*Task prompt*. What you need to produce from the material below is an exact transcription of the lines from the one with "not supported by" through the one with "caused the failure.", both included, and no other line.
-*-
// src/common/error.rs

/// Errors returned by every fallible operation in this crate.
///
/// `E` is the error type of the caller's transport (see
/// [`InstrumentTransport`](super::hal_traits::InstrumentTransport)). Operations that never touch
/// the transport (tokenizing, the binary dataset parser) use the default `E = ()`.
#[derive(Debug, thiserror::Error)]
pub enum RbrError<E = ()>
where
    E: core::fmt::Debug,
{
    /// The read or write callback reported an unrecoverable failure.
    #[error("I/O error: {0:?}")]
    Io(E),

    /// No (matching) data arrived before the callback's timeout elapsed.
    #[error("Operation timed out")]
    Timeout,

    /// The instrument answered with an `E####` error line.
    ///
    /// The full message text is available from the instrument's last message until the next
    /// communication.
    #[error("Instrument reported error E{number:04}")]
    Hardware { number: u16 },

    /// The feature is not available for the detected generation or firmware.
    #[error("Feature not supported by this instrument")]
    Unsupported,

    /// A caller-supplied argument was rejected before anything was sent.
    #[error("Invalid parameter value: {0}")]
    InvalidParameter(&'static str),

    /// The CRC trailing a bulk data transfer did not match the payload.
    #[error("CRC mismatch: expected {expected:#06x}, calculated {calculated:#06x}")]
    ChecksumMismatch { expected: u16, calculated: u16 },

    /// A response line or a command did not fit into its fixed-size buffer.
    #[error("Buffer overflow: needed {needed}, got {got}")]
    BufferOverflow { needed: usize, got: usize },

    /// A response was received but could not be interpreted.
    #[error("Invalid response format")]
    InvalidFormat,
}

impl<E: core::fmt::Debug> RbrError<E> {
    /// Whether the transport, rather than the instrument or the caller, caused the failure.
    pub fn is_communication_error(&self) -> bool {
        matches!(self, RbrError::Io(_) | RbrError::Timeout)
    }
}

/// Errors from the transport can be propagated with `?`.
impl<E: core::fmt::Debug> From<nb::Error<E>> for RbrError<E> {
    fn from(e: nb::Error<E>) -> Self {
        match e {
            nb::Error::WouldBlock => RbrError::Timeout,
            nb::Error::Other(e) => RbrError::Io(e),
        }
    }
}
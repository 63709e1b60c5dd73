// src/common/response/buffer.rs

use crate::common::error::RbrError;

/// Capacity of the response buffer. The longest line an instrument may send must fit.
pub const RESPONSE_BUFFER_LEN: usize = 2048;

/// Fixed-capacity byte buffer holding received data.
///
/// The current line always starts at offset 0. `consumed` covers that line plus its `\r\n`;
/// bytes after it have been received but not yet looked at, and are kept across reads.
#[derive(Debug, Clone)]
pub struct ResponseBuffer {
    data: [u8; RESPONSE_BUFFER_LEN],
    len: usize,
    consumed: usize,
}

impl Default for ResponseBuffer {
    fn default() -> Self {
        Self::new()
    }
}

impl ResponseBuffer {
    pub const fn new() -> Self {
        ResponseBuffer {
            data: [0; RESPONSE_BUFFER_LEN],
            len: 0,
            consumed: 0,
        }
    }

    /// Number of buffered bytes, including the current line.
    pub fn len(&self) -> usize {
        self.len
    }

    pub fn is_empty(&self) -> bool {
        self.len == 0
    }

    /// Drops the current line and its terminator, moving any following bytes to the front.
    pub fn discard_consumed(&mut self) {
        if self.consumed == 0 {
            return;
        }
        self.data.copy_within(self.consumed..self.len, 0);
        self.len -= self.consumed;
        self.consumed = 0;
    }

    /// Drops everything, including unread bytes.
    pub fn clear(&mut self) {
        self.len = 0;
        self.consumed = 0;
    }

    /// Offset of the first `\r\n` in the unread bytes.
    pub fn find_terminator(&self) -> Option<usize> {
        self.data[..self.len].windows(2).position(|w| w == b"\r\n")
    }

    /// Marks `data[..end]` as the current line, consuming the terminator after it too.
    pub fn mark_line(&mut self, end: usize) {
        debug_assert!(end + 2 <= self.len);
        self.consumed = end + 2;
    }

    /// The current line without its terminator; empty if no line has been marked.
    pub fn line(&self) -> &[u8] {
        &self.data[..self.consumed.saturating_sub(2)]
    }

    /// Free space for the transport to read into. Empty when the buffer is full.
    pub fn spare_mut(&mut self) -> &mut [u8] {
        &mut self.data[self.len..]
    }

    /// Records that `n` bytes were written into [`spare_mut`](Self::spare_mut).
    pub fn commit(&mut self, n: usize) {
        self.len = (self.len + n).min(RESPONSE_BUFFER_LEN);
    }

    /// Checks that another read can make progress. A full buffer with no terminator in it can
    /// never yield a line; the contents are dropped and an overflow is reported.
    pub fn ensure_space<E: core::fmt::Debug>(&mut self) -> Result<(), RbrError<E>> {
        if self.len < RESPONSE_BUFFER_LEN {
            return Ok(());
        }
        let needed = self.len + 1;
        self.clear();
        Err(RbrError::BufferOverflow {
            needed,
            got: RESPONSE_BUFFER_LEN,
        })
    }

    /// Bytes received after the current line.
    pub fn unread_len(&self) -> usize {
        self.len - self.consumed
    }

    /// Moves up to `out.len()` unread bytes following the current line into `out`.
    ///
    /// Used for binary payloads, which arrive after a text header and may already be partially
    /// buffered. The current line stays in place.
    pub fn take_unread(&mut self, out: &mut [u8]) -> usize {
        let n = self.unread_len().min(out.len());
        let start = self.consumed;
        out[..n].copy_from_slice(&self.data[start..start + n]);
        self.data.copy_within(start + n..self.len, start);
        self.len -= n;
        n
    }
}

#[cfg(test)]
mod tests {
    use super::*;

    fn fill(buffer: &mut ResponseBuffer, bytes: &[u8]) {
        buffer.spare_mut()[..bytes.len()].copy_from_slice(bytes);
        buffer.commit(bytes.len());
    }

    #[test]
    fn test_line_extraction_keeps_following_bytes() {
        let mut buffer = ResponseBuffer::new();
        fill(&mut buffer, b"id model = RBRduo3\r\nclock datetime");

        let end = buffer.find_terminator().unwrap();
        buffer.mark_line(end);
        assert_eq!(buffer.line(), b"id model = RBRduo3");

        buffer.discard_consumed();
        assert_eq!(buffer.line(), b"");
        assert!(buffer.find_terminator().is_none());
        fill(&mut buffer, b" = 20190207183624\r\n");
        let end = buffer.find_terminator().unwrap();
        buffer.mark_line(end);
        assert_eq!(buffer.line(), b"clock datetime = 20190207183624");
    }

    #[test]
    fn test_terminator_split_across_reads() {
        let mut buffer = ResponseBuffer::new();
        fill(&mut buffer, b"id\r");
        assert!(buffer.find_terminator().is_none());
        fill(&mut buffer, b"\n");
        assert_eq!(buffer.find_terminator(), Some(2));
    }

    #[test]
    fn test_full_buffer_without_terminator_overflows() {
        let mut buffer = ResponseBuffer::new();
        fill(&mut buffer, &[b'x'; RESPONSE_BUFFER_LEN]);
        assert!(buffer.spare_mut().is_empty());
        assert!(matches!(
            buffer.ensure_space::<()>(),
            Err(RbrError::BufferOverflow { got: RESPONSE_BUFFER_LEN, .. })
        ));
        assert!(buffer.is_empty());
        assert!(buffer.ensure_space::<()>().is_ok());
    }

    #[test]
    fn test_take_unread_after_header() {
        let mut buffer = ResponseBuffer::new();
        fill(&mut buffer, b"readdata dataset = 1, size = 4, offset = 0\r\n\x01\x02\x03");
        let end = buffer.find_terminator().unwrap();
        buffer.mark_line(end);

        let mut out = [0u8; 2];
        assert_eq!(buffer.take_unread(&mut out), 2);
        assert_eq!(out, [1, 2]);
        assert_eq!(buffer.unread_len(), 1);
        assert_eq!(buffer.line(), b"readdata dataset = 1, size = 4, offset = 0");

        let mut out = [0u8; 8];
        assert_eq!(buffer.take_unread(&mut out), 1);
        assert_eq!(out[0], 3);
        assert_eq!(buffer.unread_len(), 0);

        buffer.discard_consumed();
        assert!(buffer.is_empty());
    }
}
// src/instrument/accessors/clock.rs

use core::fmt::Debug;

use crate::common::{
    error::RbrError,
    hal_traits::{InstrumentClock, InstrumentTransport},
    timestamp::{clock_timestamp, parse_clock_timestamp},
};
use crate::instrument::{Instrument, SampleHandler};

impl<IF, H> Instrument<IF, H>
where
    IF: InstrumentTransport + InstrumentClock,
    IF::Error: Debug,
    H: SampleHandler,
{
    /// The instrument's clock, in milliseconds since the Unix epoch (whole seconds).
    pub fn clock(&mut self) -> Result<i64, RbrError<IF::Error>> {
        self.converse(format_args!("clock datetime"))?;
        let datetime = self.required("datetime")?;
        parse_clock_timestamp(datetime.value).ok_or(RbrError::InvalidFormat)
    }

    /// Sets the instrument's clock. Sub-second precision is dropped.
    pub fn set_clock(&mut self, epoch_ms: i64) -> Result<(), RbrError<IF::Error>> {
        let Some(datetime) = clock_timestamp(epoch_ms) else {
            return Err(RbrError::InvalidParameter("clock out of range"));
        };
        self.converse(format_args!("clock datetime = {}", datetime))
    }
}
-*-
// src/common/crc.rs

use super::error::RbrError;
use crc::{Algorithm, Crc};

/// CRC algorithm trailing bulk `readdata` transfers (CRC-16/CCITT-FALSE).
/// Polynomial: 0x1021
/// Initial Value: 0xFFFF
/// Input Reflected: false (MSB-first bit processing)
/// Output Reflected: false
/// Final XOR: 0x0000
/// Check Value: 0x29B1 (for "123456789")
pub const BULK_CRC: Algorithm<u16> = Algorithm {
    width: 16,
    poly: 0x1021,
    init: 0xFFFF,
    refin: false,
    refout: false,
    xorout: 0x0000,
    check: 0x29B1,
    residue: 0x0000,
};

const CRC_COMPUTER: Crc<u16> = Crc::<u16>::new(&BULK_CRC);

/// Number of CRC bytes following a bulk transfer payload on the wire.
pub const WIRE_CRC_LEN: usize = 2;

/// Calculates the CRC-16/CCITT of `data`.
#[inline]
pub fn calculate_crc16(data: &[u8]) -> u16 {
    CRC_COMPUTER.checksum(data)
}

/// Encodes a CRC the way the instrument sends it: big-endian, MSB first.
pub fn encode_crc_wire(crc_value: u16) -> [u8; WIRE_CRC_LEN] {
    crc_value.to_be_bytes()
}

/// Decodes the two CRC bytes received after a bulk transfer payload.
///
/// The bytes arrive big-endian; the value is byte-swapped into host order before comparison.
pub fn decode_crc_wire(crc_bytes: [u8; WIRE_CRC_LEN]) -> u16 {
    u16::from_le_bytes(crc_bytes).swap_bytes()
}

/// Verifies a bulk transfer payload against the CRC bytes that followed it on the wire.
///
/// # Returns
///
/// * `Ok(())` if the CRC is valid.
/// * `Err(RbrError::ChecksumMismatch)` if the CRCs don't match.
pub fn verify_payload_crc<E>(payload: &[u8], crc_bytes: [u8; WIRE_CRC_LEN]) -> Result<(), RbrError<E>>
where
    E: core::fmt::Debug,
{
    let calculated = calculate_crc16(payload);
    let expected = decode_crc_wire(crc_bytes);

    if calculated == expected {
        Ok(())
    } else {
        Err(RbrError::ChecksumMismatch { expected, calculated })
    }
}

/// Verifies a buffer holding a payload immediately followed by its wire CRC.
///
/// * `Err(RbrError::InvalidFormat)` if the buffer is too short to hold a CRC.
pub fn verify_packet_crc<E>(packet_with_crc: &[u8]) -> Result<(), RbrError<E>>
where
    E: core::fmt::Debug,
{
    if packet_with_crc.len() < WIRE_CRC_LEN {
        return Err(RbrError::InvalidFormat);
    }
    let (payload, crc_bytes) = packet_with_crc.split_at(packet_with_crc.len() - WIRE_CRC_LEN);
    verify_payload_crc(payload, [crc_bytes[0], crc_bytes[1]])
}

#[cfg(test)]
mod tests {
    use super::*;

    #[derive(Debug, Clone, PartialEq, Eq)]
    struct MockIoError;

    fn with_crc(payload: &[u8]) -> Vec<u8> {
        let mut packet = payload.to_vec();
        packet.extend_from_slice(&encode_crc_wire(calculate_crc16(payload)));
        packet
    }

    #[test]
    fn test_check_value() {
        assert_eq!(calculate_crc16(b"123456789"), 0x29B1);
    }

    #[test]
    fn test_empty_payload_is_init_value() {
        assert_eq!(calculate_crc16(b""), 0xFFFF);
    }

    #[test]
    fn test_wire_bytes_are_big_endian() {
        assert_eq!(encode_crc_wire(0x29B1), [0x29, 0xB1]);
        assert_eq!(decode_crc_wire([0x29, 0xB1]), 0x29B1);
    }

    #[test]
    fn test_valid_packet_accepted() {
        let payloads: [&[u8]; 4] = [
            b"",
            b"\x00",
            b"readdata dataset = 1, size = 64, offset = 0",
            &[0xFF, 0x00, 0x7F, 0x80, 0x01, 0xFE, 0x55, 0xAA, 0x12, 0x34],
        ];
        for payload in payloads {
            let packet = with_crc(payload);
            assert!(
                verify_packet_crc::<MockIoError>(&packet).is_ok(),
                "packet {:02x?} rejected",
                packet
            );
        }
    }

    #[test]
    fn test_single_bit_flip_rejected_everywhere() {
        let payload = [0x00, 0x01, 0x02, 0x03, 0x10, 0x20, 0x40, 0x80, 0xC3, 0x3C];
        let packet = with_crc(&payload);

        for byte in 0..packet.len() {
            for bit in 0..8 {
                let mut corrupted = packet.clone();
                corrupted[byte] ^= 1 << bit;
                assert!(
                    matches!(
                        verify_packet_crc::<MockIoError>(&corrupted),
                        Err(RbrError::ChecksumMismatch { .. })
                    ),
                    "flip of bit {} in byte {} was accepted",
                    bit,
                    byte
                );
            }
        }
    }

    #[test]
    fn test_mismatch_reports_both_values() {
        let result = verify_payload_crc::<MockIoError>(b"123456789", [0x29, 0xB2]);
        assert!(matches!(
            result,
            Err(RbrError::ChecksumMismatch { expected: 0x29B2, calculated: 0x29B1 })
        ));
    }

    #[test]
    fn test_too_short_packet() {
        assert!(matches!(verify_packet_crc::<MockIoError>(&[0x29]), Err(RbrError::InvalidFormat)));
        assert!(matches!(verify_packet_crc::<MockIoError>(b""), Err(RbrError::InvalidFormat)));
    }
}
-*-
*Written response*.
    #[error("Feature not supported by this instrument")]
    Unsupported,

    /// A caller-supplied argument was rejected before anything was sent.
    #[error("Invalid parameter value: {0}")]
    InvalidParameter(&'static str),

    /// The CRC trailing a bulk data transfer did not match the payload.
    #[error("CRC mismatch: expected {expected:#06x}, calculated {calculated:#06x}")]
    ChecksumMismatch { expected: u16, calculated: u16 },

    /// A response line or a command did not fit into its fixed-size buffer.
    #[error("Buffer overflow: needed {needed}, got {got}")]
    BufferOverflow { needed: usize, got: usize },

    /// A response was received but could not be interpreted.
    #[error("Invalid response format")]
    InvalidFormat,
}

impl<E: core::fmt::Debug> RbrError<E> {
    /// Whether the transport, rather than the instrument or the caller, caused the failure.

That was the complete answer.